TASK REQUIREMENTS ->
Return every line of the data that contains the string "through".

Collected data
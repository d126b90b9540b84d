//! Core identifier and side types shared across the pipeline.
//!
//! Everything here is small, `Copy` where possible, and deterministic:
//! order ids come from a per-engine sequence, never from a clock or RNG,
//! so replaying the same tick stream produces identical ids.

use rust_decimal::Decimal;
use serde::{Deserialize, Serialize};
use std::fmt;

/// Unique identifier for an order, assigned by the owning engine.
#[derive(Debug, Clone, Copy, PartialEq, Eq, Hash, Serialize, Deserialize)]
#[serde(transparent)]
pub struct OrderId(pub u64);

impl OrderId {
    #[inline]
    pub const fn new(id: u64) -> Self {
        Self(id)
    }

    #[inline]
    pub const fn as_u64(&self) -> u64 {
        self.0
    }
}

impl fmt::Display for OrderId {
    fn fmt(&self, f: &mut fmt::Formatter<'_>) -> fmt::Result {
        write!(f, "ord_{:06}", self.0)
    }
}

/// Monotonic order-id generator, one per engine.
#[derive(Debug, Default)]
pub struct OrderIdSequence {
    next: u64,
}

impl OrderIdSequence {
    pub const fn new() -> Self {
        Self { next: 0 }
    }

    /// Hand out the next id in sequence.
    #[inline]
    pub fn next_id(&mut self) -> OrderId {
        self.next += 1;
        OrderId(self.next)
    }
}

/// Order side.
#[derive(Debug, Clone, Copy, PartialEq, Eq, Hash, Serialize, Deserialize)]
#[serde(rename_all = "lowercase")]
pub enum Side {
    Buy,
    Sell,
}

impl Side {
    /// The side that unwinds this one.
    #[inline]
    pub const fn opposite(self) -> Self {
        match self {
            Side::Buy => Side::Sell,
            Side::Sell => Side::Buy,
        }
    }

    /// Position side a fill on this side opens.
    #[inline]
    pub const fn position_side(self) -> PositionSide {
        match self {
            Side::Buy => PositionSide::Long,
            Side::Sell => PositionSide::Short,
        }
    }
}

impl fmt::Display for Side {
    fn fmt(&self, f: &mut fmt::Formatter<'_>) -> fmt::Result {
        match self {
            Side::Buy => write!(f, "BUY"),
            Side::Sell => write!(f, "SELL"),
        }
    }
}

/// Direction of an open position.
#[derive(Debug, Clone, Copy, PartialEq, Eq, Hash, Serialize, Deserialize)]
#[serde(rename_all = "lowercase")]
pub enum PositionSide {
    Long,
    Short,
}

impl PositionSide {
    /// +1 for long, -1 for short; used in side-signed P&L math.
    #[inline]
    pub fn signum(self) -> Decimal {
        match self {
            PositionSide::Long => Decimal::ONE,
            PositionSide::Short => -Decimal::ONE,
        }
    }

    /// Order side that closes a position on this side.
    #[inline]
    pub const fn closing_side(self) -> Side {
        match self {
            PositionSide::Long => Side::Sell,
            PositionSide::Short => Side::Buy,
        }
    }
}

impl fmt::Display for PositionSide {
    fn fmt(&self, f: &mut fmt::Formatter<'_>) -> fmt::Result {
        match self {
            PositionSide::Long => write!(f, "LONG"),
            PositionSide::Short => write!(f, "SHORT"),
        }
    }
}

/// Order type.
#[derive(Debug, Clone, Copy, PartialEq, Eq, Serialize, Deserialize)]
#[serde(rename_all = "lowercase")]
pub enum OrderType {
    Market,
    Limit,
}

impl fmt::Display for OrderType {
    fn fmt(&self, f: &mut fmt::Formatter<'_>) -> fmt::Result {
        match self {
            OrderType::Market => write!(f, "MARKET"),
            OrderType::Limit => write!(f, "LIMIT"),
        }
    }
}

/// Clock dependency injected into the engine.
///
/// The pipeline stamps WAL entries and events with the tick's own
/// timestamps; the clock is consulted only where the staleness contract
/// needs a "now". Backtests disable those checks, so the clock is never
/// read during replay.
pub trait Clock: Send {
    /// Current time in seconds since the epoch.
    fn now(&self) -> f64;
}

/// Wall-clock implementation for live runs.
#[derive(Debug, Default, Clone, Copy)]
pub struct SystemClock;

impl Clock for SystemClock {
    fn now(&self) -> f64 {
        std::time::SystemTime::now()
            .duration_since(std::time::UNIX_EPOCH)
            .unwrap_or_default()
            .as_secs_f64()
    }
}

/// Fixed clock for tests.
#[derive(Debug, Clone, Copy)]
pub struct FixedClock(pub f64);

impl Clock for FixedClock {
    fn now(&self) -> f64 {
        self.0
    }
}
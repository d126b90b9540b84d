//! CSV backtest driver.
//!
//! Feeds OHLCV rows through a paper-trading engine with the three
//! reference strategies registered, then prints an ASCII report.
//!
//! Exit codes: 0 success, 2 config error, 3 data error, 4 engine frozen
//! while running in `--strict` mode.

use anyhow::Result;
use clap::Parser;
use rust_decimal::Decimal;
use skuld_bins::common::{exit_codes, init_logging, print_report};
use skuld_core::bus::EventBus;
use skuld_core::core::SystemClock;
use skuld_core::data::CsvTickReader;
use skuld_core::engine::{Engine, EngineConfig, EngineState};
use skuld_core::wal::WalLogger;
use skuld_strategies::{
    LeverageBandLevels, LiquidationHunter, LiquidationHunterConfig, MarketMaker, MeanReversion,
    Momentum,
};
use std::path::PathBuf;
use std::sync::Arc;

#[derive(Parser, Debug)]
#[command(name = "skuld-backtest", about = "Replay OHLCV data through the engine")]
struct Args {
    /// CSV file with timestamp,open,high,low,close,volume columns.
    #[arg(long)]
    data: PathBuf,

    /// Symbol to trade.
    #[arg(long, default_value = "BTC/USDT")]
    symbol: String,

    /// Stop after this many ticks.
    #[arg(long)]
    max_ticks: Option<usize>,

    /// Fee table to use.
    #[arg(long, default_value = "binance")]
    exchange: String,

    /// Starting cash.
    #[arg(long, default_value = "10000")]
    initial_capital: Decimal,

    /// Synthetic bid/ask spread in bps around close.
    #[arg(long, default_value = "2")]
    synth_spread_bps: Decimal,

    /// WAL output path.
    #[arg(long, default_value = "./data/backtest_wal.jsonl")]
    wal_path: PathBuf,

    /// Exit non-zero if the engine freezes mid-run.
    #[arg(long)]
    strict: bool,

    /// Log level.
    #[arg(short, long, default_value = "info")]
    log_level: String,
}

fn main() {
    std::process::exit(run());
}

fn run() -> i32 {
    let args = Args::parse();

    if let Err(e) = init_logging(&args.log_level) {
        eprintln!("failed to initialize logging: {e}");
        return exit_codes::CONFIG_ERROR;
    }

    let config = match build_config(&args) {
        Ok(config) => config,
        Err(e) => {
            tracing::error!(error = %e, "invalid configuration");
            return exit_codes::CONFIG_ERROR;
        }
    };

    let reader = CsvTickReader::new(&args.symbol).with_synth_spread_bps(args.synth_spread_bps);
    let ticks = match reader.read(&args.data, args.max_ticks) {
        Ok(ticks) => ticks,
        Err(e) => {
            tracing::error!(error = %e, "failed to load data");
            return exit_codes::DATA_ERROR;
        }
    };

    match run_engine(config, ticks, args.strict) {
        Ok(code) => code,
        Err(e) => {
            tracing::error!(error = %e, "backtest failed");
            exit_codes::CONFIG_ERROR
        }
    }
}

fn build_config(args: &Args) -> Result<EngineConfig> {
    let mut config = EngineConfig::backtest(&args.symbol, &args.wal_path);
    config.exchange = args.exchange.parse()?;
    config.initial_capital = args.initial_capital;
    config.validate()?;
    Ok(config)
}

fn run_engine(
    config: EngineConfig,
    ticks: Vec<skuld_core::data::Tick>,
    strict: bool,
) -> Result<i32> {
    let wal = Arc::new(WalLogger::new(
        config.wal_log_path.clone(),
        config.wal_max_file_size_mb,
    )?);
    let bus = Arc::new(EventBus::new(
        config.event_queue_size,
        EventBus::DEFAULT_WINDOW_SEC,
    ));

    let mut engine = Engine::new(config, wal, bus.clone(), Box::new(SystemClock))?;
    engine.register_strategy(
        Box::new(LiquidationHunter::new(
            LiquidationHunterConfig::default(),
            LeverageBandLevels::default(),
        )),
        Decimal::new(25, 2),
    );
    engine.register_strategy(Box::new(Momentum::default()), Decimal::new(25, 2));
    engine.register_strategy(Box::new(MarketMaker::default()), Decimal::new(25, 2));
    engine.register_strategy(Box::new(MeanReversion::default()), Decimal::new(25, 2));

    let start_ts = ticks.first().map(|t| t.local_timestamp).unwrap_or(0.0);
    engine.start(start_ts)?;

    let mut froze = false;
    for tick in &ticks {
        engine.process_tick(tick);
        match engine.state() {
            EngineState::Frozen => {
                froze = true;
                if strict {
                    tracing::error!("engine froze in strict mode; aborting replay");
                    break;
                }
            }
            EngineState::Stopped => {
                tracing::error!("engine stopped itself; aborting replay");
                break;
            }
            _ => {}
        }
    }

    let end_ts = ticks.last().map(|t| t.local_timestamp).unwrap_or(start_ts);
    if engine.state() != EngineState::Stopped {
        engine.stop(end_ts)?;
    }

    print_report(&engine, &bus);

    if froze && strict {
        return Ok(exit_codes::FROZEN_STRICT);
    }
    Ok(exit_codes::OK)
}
---
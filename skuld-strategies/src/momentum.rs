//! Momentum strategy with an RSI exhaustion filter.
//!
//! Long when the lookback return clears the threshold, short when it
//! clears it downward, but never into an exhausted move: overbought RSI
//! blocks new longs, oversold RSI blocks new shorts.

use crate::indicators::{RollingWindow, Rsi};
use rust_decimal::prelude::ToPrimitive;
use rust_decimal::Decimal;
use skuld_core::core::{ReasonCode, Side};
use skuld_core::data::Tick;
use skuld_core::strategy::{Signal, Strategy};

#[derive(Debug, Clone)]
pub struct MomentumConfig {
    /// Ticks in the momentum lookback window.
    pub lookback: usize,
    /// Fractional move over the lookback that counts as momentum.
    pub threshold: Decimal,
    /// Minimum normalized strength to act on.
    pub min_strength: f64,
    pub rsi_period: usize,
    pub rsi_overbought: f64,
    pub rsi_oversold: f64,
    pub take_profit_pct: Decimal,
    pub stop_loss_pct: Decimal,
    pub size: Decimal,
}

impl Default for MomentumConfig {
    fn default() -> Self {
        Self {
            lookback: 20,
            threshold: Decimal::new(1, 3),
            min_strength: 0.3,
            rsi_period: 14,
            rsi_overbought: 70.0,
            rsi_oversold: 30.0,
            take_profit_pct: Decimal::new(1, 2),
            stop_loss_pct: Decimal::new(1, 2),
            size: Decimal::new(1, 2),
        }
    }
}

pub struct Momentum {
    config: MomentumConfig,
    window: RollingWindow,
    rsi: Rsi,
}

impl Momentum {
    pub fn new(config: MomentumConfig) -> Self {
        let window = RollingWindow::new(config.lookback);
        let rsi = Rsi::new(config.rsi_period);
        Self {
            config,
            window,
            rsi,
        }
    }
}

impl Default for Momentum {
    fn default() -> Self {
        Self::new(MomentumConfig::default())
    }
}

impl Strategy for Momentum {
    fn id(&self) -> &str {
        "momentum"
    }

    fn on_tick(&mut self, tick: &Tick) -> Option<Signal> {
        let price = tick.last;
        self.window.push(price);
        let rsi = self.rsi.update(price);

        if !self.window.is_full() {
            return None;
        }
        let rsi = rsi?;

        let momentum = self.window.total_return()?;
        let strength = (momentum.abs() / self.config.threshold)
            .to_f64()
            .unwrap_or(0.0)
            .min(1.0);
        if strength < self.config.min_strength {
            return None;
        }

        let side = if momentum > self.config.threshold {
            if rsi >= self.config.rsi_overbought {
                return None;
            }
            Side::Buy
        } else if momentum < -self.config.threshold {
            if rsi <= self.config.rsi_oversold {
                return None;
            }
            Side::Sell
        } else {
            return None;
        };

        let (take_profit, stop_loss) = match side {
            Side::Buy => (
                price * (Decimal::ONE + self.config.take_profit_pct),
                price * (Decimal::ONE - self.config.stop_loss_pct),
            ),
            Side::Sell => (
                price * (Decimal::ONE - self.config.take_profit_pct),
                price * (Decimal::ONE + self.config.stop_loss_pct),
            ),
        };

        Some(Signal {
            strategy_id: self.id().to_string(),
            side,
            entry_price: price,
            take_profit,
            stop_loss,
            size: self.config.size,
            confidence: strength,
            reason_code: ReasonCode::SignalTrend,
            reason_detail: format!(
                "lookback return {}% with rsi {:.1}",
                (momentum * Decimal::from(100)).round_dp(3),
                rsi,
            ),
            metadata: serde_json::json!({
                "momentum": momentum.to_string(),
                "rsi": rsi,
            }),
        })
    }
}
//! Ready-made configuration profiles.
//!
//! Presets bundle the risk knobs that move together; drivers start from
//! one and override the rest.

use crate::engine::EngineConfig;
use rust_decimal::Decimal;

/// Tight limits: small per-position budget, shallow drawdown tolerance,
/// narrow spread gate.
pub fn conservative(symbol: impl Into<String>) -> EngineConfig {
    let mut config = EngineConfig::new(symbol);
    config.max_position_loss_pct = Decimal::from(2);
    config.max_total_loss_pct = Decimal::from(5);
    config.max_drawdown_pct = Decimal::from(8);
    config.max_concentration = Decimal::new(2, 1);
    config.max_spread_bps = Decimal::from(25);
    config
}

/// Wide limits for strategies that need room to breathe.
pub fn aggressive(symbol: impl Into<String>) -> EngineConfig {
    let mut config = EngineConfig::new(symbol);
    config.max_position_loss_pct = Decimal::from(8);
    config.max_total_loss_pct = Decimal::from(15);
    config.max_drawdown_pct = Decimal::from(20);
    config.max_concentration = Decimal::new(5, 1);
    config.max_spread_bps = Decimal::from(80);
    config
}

YOUR SOLUTION ->
//! Feeds OHLCV rows through a paper-trading engine with the three
#[command(name = "skuld-backtest", about = "Replay OHLCV data through the engine")]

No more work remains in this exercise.